Thanks to everyone who wrote to the university to express their opposition to the university’s policy of prohibiting Iranian nationals from applying to select departments in engineering and the natural sciences. This was a story, I’m proud to say, that got broken here and at my blog (thanks to a tip from a professor in Colorado), and which rapidly got picked up in the national  media. Well done, everyone!
{ 15 comments }
David J. Littleboy 02.18.15 at 8:14 pm
Well done, Corey!!!
William Berry 02.18.15 at 8:21 pm
Simply awesome.
Abbe Faria 02.18.15 at 9:49 pm
This is brilliant. It’s great news that those Iranian women who can get their husband’s consent to obtain a passport and travel abroad will now be able to use these programs.
tony lynch 02.18.15 at 10:26 pm
I wish I was as funny as you, Abbe.
Abbe Faria 02.18.15 at 10:45 pm
It’s not a joke. We’ve gone from US state department influenced admissions to an Iranian government influenced admissions. People just get upset about one actor and form of discrimination, while the other’s in line with universities longstanding commitment to
wide access to educational opportunitiestake tuition money and accept male students from regimes who practice systematic gender discrimination without making a fuss. Just pointing out facts.The Temporary Name 02.18.15 at 10:53 pm
No, there’s still SEVIS and there’s still the Iranian government. It’s just that UMass is being less stupid about it.
Fuzzy Dunlop 02.18.15 at 11:22 pm
That’s excellent news! Thank you for your role in helping publicize this.
jonnybutter 02.20.15 at 1:55 am
People just get upset about one actor and form of discrimination, ….
What do you propose, Abbe?
Abbe Faria 02.20.15 at 8:31 pm
* refuse tuition fees or other funding from repressive regimes.
* don’t accept degrees from institutions which practice segregation or gender based course bans as fulfilling academic prerequisites.
* cut links with institutions in gender repressive regimes
And then you can get more creative.
* require male Iranians to obtain a letter of permission from their wives before embarking on or graduating from a course
* overbill gender repressive regime nationals to fund female only international scholarships.
Really, anything except taking the $ and keeping quiet.
jonnybutter 02.20.15 at 10:27 pm
refuse tuition fees or other funding from repressive regimes.
Obviously we would need to check with you to see which regimes are repressive and which aren’t.
The Temporary Name 02.20.15 at 11:11 pm
Not everyone in Iran is a Shia muslim, and not every official is going to understand that.
UserGoogol 02.22.15 at 5:58 am
Abbe Faria: It seems counterproductive to respond to people being prevented from going to American colleges by allowing even less people to go to American colleges.
Meredith 02.22.15 at 6:08 am
thank you, Abbe. The route to avoiding all this so as to study at UMass is, female or male: Canada? (Some Nordic countries can work, too.)

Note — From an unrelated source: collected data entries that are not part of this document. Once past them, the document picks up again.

//! Typed access to the persisted session tokens.

use crate::{ClientStorage, StorageKeys, StorageResult};

/// Tokens as read back from durable storage. Either may be missing.
#[derive(Debug, Clone, Default, PartialEq, Eq)]
pub struct StoredTokens {
    pub access_token: Option<String>,
    pub refresh_token: Option<String>,
}

impl StoredTokens {
    /// A stored session counts only if the access token is present and
    /// non-empty. A lone refresh token never does.
    pub fn has_session(&self) -> bool {
        self.access_token.as_deref().is_some_and(|t| !t.is_empty())
    }
}

/// High-level API for persisting the access/refresh token pair.
pub struct TokenVault {
    storage: Box<dyn ClientStorage>,
}

impl TokenVault {
    /// Create a new vault over the given storage backend
    pub fn new(storage: Box<dyn ClientStorage>) -> Self {
        Self { storage }
    }

    /// Read both tokens.
    pub fn load(&self) -> StorageResult<StoredTokens> {
        Ok(StoredTokens {
            access_token: self.storage.get(StorageKeys::ACCESS_TOKEN)?,
            refresh_token: self.storage.get(StorageKeys::REFRESH_TOKEN)?,
        })
    }

    /// Persist both tokens in one write. On error neither token changes.
    pub fn store(&self, access_token: &str, refresh_token: &str) -> StorageResult<()> {
        self.storage.set_many(&[
            (StorageKeys::ACCESS_TOKEN, access_token),
            (StorageKeys::REFRESH_TOKEN, refresh_token),
        ])
    }

    /// Persist a new access token, leaving the refresh token as is.
    pub fn store_access_token(&self, access_token: &str) -> StorageResult<()> {
        self.storage.set(StorageKeys::ACCESS_TOKEN, access_token)
    }

    /// Remove both tokens. Attempts both removals even if the first fails
    /// and reports the first error.
    pub fn clear(&self) -> StorageResult<()> {
        let access = self.storage.remove(StorageKeys::ACCESS_TOKEN);
        let refresh = self.storage.remove(StorageKeys::REFRESH_TOKEN);
        access?;
        refresh?;
        Ok(())
    }
}
//! HTTP transport for the storefront backend.
//!
//! Every response is a `{data, error}` envelope. [`ApiClient::request`]
//! unwraps `data` on success and turns everything else into an
//! [`ApiError`] carrying the HTTP status.

use crate::error::{ApiError, ApiResult};
use butchery_config_and_utils::{Config, CoreResult};
use reqwest::{Client, Method};
use serde::de::DeserializeOwned;
use serde::Deserialize;
use tracing::{debug, warn};

const CONTENT_TYPE: &str = "Content-Type";
const JSON_MIME: &str = "application/json";

/// The uniform response wrapper. Either field may be null or absent.
#[derive(Debug, Clone, Deserialize)]
pub struct Envelope<T> {
    pub data: Option<T>,
    pub error: Option<String>,
}

/// Method, extra headers and JSON body for one request.
#[derive(Debug, Clone)]
pub struct RequestOptions {
    pub method: Method,
    pub headers: Vec<(String, String)>,
    pub body: Option<serde_json::Value>,
}

impl Default for RequestOptions {
    fn default() -> Self {
        Self {
            method: Method::GET,
            headers: Vec::new(),
            body: None,
        }
    }
}

impl RequestOptions {
    pub fn get() -> Self {
        Self::default()
    }

    /// A POST carrying `body` as JSON.
    pub fn post(body: serde_json::Value) -> Self {
        Self {
            method: Method::POST,
            headers: Vec::new(),
            body: Some(body),
        }
    }

    pub fn header(mut self, name: impl Into<String>, value: impl Into<String>) -> Self {
        self.headers.push((name.into(), value.into()));
        self
    }

    /// Adds `Authorization: Bearer <token>`.
    pub fn bearer(self, token: &str) -> Self {
        self.header("Authorization", format!("Bearer {}", token))
    }
}

/// Merge caller headers over the default JSON content type.
///
/// Header names compare case-insensitively. A caller value for a header
/// already present replaces it; everything else is appended in order.
pub fn merge_headers(caller: &[(String, String)]) -> Vec<(String, String)> {
    let mut merged = vec![(CONTENT_TYPE.to_string(), JSON_MIME.to_string())];

    for (name, value) in caller {
        match merged
            .iter_mut()
            .find(|(existing, _)| existing.eq_ignore_ascii_case(name))
        {
            Some(slot) => *slot = (name.clone(), value.clone()),
            None => merged.push((name.clone(), value.clone())),
        }
    }

    merged
}

/// Client for the storefront REST API.
#[derive(Clone)]
pub struct ApiClient {
    http_client: Client,
    base_url: String,
}

impl ApiClient {
    /// Create a client for `base_url`, e.g. `http://localhost:8080/api/v1`.
    pub fn new(base_url: impl Into<String>) -> Self {
        let base_url: String = base_url.into();
        Self {
            http_client: Client::new(),
            base_url: base_url.trim_end_matches('/').to_string(),
        }
    }

    /// Create a client for the configured API base URL.
    pub fn from_config(config: &Config) -> CoreResult<Self> {
        let url = config.api_url()?;
        Ok(Self::new(url.as_str()))
    }

    pub fn base_url(&self) -> &str {
        &self.base_url
    }

    fn endpoint_url(&self, endpoint: &str) -> String {
        format!("{}/{}", self.base_url, endpoint.trim_start_matches('/'))
    }

    /// Issue a request and unwrap the envelope's `data` as `T`.
    pub async fn request<T: DeserializeOwned>(
        &self,
        endpoint: &str,
        options: RequestOptions,
    ) -> ApiResult<T> {
        let (status, body) = self.execute(endpoint, &options).await?;

        let envelope: Envelope<serde_json::Value> =
            serde_json::from_str(&body).map_err(|e| {
                warn!(endpoint = %endpoint, status, error = %e, "Response is not an envelope");
                ApiError::malformed_body(status)
            })?;

        if !is_success(status) {
            warn!(endpoint = %endpoint, status, error = ?envelope.error, "Request failed");
            return Err(ApiError::http(status, envelope.error));
        }

        let data = match envelope.data {
            Some(serde_json::Value::Null) | None => {
                warn!(endpoint = %endpoint, status, "Success response without data");
                return Err(ApiError::missing_data(status));
            }
            Some(data) => data,
        };

        serde_json::from_value(data).map_err(|e| {
            warn!(endpoint = %endpoint, status, error = %e, "Response data has unexpected shape");
            ApiError::malformed_body(status)
        })
    }

    /// Issue a request to an endpoint with no required payload.
    ///
    /// Any 2xx counts as success whatever the body. Failures are reported
    /// as in [`ApiClient::request`], with the envelope's error message when
    /// the body has one.
    pub async fn send_empty(&self, endpoint: &str, options: RequestOptions) -> ApiResult<()> {
        let (status, body) = self.execute(endpoint, &options).await?;

        if is_success(status) {
            return Ok(());
        }

        let message = serde_json::from_str::<Envelope<serde_json::Value>>(&body)
            .ok()
            .and_then(|envelope| envelope.error);
        warn!(endpoint = %endpoint, status, error = ?message, "Request failed");
        Err(ApiError::http(status, message))
    }

    /// Send the request and read the whole body. Only a missing response is
    /// an error here.
    async fn execute(&self, endpoint: &str, options: &RequestOptions) -> ApiResult<(u16, String)> {
        let url = self.endpoint_url(endpoint);

        let mut builder = self.http_client.request(options.method.clone(), &url);
        for (name, value) in merge_headers(&options.headers) {
            builder = builder.header(name, value);
        }
        if let Some(body) = &options.body {
            builder = builder.body(body.to_string());
        }

        let response = builder.send().await.map_err(|e| {
            warn!(method = %options.method, url = %url, error = %e, "Request did not complete");
            ApiError::network()
        })?;

        let status = response.status().as_u16();
        debug!(method = %options.method, url = %url, status, "API request completed");

        let body = response.text().await.map_err(|e| {
            warn!(url = %url, status, error = %e, "Failed to read response body");
            ApiError::malformed_body(status)
        })?;

        Ok((status, body))
    }
}

fn is_success(status: u16) -> bool {
    (200..300).contains(&status)
}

As a classicist I hate to use the term this way, but yet: Byzantine, anyone? Byzantium’s revenge?
But on my mind even more. So you end up in Amherst, MA (familiar enough to me, though I am from another part of the state). Through the ENDLESS snow and cold you make it to the classes you’re allowed to take: weird, so weird — really, all classes aren’t open to anyone with the prerequisites?). Which are these classes? Who gets to decide?
Let’s abolish the very idea of “the university”! I don’t see any of this as a victory unless UMass is playing political games of supreme sophistication. I can hope (I was earlier hopeful), but with Charlie Baker our new governor, I dunno. Maybe a battle victory, but who can say without knowing what the war is?
iyan riana 02.22.15 at 7:30 am
Finally.. this is a good news for All of us
The Temporary Name 02.24.15 at 8:03 pm
The link below comes from an institute concerned with the Middle East that seems to have the standard awful people on its board of advisors, but is nonetheless full of useful information about what an Iranian student has to go through to get to the US, and worth a look if you’re interested in such things, politically or otherwise.
A third of the students are women, a lot of those are in fields that, in the US, are very male.